▶ [Problem description]:
Once you have checked the records that follow, state how many of their lines hold "unset", giving the number only.

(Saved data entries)
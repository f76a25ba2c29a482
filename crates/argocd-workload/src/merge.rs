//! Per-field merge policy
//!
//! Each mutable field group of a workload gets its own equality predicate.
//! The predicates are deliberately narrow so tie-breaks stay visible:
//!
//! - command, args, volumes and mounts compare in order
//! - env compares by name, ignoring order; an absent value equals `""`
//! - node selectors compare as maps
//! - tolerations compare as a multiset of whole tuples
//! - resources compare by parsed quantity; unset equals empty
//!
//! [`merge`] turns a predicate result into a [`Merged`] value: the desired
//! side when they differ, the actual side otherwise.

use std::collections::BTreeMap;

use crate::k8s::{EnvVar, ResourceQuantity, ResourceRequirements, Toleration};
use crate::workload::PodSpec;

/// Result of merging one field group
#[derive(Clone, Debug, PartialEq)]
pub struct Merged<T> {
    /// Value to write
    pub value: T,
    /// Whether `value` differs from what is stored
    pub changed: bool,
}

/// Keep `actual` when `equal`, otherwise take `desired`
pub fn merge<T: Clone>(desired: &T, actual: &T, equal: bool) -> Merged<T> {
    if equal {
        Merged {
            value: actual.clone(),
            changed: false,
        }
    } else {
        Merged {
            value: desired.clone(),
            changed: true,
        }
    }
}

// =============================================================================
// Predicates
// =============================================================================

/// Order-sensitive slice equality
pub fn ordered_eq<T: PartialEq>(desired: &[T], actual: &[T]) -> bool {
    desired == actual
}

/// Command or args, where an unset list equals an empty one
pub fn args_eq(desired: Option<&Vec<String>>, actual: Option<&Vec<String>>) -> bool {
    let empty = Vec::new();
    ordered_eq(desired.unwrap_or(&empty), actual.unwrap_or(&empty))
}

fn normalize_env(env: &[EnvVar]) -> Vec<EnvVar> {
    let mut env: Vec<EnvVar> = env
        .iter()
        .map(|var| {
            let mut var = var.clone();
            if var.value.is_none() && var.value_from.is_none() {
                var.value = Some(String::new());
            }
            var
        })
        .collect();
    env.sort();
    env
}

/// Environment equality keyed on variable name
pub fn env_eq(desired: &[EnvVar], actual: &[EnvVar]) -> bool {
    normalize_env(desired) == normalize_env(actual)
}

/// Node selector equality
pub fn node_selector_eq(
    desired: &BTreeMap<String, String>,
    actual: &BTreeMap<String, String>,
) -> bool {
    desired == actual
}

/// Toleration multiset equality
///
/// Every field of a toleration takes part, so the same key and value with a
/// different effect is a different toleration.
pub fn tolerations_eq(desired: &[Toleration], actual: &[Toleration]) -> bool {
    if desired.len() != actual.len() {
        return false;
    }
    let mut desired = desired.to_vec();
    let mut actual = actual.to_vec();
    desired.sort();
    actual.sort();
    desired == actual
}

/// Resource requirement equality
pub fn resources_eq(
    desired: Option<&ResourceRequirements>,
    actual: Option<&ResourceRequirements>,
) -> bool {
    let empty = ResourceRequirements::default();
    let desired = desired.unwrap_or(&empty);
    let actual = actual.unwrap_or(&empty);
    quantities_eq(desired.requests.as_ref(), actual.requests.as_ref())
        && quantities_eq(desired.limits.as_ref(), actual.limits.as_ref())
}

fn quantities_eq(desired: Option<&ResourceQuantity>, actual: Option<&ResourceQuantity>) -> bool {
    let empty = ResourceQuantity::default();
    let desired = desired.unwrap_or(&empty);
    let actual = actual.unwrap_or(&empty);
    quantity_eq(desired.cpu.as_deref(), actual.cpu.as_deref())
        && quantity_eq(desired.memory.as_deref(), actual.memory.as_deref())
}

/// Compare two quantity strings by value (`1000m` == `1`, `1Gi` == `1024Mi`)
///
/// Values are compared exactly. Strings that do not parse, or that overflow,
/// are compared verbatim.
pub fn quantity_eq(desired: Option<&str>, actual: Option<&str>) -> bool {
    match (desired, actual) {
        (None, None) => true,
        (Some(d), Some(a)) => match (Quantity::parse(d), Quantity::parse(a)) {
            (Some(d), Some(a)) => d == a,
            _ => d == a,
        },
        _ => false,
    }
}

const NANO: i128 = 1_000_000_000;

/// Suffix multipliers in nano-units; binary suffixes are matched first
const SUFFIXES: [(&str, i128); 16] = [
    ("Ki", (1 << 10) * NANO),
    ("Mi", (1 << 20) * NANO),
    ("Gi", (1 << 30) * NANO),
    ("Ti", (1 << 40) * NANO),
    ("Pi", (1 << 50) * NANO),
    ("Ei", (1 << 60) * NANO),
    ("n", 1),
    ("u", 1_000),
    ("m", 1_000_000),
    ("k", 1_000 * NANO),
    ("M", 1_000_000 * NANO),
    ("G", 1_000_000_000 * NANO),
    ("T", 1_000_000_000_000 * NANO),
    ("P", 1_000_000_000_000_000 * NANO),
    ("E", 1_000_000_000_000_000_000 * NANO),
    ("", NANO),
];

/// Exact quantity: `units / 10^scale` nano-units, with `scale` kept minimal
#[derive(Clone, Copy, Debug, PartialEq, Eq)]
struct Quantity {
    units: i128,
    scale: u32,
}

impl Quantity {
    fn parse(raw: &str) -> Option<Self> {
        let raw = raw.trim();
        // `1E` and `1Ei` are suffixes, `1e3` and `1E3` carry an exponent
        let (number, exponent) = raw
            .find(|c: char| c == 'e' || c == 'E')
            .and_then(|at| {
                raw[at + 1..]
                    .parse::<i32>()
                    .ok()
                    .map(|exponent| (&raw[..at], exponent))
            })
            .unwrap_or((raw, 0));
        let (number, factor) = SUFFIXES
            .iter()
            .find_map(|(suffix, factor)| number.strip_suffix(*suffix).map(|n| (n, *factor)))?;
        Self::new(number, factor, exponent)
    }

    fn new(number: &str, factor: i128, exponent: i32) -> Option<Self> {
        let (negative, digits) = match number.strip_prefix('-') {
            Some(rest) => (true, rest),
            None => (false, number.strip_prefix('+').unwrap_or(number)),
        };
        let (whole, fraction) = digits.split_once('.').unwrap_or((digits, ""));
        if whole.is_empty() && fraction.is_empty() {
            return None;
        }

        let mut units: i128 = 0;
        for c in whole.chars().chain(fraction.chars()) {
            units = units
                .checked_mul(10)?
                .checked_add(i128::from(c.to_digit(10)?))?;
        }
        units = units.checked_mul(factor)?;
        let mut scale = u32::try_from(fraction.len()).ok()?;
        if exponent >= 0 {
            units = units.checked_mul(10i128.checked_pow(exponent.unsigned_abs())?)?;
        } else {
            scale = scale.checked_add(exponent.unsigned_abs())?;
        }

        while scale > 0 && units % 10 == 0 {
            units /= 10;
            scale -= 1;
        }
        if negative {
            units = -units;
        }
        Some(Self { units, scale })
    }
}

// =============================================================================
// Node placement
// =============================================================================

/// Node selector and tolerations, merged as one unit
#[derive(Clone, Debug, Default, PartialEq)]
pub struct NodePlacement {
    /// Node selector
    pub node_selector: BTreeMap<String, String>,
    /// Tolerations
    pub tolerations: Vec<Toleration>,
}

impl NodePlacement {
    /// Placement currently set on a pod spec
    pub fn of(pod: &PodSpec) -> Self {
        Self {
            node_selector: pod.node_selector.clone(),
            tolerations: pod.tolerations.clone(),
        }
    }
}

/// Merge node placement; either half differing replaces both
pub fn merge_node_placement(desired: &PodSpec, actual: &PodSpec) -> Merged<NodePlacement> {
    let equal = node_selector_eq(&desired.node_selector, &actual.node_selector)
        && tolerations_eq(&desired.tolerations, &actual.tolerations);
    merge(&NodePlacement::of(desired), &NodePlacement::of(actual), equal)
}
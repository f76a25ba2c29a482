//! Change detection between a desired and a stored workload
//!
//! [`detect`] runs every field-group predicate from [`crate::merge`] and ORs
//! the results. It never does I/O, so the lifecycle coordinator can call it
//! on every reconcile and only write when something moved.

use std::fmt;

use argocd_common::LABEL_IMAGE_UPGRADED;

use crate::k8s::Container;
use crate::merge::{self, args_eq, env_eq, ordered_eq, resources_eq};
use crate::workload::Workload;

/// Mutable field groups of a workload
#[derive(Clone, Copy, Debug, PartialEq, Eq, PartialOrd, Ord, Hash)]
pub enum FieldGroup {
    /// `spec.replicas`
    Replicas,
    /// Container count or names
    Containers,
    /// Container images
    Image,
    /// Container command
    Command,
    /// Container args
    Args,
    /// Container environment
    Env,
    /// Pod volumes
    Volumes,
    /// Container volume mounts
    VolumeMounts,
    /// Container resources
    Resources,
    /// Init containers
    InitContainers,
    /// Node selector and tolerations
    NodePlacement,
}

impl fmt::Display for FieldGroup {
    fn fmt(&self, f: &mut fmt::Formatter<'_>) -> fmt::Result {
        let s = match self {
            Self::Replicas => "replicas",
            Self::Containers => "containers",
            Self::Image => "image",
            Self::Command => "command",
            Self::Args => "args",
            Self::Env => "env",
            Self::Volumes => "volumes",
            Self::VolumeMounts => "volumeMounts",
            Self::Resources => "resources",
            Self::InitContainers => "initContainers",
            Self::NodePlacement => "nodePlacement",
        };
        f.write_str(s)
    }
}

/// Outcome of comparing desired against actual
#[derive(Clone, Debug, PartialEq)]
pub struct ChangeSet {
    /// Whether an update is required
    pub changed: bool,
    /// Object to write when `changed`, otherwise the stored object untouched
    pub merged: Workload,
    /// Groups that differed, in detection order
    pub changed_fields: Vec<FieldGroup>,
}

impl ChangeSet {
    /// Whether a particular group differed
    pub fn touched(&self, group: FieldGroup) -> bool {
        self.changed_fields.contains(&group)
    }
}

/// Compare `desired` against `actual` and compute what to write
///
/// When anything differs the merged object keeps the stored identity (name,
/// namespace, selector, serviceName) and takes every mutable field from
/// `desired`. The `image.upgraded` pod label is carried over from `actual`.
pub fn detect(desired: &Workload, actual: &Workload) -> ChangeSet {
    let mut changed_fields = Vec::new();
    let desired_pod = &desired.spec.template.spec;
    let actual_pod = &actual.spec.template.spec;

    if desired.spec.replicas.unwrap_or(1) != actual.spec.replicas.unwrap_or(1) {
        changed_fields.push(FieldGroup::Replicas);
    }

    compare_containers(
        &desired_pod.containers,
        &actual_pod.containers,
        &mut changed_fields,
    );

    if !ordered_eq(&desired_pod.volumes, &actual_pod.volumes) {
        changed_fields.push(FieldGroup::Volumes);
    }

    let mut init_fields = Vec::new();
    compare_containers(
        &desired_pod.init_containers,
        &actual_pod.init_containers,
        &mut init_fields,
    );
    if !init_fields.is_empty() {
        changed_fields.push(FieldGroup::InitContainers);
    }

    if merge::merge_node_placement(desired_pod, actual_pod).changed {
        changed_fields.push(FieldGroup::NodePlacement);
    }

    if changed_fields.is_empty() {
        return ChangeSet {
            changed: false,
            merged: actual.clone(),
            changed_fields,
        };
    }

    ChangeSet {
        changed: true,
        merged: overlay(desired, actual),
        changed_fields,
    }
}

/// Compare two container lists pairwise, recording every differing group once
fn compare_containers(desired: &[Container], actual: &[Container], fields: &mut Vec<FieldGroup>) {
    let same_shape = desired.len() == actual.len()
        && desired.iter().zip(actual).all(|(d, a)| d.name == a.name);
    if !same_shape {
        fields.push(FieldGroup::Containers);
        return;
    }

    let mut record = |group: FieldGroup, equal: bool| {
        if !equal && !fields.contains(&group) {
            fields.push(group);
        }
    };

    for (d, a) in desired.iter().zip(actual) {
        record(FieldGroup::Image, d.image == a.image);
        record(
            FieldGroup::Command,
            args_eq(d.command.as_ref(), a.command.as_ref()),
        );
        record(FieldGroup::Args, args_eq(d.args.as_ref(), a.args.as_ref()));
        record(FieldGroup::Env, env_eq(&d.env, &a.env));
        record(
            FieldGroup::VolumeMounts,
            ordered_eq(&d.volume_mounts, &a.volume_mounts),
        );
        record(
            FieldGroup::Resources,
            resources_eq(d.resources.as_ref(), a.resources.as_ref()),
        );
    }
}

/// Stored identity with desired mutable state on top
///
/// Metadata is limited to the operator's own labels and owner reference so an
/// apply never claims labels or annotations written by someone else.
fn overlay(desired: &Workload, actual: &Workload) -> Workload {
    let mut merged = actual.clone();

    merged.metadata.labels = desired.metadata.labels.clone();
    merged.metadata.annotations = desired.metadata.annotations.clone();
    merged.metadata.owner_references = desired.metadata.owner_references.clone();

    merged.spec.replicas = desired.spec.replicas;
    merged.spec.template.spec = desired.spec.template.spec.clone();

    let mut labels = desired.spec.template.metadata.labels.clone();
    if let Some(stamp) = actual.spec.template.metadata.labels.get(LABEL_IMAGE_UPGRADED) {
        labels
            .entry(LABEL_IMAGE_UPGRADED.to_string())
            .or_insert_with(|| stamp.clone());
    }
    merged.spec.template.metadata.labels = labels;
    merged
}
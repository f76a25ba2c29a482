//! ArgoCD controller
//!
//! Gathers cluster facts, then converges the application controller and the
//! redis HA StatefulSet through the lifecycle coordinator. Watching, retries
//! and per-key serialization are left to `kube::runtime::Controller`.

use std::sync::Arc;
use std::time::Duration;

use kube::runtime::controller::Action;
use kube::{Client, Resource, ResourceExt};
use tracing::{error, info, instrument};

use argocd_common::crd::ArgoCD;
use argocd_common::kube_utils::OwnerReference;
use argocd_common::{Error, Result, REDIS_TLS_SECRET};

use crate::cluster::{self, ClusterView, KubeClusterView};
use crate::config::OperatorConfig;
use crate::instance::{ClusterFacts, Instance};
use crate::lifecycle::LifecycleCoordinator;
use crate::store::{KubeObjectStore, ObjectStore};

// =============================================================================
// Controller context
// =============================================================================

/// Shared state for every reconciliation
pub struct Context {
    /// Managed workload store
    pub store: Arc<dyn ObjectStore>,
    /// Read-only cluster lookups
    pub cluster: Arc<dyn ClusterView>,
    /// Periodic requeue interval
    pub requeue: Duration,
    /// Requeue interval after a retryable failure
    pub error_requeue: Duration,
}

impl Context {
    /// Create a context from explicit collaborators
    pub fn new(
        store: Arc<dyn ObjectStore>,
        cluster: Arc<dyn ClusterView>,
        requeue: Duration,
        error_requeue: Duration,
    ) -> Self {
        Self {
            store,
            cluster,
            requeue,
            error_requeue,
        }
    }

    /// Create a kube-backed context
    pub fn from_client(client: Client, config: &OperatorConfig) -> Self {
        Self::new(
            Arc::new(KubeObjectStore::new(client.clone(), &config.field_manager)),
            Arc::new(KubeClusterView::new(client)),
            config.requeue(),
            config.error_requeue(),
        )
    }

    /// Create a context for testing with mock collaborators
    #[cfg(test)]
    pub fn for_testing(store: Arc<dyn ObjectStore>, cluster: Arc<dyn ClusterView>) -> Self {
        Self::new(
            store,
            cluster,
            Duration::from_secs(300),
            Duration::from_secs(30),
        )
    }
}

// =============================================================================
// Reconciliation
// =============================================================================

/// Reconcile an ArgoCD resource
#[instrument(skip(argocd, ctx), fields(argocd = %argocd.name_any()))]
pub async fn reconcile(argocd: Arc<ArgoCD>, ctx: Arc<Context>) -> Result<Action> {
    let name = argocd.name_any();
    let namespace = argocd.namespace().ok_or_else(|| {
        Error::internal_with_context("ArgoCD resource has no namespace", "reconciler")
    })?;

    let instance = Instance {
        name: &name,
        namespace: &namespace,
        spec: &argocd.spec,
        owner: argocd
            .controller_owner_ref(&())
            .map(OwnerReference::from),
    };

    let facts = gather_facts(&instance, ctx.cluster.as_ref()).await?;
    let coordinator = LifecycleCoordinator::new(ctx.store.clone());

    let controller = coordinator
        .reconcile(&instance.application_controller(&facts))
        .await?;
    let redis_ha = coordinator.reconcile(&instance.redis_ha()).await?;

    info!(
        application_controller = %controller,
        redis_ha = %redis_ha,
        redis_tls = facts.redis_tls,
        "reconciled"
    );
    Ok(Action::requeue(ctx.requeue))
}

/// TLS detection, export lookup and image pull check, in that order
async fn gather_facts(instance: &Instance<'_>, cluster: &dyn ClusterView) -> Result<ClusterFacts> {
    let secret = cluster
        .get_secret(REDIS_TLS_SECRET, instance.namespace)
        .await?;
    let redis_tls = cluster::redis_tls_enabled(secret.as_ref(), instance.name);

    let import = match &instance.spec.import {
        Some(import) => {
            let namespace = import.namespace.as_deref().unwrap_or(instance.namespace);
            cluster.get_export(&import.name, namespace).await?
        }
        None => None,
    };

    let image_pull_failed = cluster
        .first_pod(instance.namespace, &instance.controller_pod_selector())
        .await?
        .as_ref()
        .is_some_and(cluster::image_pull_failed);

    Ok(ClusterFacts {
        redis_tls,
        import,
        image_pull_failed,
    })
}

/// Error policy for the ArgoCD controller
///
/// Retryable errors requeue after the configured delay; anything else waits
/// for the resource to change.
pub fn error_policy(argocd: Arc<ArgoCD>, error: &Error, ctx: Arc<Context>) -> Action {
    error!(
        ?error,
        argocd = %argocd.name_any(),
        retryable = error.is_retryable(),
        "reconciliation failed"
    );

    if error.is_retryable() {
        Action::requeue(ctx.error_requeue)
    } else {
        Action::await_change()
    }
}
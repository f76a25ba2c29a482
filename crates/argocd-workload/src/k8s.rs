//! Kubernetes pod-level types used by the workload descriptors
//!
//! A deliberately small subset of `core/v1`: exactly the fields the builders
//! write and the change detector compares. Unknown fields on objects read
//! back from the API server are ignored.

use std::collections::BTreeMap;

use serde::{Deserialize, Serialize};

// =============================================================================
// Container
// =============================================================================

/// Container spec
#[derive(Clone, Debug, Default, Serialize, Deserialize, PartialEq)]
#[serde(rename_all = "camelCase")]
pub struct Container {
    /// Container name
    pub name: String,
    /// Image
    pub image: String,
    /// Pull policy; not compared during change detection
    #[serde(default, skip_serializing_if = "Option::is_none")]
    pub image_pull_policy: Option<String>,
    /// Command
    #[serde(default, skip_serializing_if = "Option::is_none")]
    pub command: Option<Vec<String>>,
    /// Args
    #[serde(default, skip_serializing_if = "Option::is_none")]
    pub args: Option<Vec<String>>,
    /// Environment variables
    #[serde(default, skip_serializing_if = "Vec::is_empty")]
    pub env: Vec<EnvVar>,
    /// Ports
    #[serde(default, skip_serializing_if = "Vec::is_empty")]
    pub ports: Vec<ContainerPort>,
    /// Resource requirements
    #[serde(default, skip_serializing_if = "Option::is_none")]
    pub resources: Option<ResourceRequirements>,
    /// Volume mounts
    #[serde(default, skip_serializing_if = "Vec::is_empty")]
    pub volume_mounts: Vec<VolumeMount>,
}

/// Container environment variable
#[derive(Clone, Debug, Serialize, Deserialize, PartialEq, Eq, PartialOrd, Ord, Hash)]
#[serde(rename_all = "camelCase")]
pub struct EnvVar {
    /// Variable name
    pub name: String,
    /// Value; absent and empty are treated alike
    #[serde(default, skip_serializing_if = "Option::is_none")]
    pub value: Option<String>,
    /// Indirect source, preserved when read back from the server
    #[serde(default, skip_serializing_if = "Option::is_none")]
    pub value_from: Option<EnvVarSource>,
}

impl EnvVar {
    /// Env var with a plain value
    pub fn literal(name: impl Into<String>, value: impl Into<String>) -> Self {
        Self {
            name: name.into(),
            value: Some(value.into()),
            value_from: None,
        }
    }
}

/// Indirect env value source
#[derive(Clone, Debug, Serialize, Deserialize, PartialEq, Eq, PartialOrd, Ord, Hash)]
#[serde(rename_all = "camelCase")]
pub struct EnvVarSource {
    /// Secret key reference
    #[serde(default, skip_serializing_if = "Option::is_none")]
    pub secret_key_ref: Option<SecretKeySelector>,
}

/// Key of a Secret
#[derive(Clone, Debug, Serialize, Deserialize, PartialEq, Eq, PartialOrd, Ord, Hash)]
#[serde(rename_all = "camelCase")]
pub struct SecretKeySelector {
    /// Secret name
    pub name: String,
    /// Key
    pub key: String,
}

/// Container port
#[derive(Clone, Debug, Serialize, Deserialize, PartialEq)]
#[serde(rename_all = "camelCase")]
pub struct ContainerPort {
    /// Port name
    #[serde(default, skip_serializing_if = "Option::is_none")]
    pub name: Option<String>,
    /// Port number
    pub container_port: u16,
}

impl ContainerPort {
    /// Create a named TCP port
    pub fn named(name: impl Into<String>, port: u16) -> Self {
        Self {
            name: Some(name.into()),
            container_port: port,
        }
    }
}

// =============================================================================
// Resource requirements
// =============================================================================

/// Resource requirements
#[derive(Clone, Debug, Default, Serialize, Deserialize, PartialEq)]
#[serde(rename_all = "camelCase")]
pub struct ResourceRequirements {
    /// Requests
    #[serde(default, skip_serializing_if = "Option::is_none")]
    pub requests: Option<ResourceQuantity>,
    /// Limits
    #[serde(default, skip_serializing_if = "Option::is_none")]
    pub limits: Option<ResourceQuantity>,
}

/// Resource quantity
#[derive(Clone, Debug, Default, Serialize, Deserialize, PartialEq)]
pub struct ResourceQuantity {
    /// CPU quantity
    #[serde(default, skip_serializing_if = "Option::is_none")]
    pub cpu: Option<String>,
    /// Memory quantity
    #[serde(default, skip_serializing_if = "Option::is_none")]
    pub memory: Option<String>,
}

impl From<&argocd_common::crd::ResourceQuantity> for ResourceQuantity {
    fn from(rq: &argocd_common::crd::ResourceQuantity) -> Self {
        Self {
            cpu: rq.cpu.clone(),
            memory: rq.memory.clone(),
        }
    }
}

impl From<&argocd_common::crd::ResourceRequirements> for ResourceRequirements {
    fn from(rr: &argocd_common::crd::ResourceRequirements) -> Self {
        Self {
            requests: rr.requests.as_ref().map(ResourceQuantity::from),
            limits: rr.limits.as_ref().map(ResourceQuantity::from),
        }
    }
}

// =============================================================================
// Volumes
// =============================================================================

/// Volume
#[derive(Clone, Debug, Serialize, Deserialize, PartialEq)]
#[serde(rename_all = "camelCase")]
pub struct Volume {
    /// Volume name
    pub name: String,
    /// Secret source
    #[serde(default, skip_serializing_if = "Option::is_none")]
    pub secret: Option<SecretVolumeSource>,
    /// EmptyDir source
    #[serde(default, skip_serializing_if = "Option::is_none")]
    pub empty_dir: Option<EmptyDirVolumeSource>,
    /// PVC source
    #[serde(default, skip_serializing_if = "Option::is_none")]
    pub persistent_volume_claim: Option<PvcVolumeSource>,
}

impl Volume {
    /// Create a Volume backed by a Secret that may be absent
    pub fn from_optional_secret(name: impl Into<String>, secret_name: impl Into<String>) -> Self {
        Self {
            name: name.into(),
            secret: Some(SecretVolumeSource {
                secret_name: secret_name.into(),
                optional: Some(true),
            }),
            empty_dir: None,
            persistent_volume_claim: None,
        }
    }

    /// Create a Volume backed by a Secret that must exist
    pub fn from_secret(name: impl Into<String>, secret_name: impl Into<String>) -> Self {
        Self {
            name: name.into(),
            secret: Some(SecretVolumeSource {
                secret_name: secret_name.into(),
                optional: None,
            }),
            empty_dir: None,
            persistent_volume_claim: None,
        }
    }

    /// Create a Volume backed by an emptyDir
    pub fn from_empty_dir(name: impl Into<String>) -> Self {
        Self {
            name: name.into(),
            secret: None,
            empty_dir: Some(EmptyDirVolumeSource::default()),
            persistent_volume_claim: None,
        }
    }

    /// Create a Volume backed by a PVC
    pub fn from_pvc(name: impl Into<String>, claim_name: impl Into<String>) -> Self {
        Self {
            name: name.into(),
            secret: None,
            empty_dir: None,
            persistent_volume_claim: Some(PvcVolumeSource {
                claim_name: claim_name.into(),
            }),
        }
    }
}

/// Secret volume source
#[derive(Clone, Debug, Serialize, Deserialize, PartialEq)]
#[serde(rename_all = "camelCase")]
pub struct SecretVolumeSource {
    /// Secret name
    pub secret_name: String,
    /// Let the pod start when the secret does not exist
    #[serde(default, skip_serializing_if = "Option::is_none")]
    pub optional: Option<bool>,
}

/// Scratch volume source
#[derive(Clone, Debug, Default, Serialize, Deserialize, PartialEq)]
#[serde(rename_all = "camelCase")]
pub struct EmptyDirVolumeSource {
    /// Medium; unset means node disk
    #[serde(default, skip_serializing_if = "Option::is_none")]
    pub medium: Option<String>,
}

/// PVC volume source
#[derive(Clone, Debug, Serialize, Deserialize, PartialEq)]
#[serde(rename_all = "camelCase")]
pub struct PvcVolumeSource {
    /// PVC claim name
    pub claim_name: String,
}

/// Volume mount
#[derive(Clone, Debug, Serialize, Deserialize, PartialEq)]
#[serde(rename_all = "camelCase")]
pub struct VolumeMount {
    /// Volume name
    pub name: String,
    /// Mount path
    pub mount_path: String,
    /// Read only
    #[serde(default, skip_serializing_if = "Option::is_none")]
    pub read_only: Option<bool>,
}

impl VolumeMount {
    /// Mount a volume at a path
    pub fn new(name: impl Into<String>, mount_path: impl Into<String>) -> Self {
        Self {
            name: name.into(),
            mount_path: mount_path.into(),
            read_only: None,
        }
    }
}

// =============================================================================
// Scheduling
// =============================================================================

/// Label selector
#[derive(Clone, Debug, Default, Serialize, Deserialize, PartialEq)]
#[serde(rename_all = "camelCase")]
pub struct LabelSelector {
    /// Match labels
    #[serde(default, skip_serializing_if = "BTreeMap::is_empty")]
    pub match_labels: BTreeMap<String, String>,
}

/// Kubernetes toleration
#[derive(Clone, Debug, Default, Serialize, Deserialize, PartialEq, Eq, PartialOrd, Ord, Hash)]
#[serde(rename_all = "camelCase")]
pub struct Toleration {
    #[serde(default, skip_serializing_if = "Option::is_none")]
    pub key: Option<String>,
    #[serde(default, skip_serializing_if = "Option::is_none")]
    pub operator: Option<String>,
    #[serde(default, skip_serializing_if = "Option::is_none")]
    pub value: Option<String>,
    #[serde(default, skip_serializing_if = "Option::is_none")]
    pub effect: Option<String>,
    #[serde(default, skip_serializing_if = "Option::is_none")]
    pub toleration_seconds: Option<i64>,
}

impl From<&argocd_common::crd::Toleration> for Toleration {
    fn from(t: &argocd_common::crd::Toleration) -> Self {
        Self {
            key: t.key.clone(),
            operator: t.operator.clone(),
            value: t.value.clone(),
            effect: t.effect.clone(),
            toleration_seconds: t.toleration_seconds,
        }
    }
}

▶ [Finished task]:
3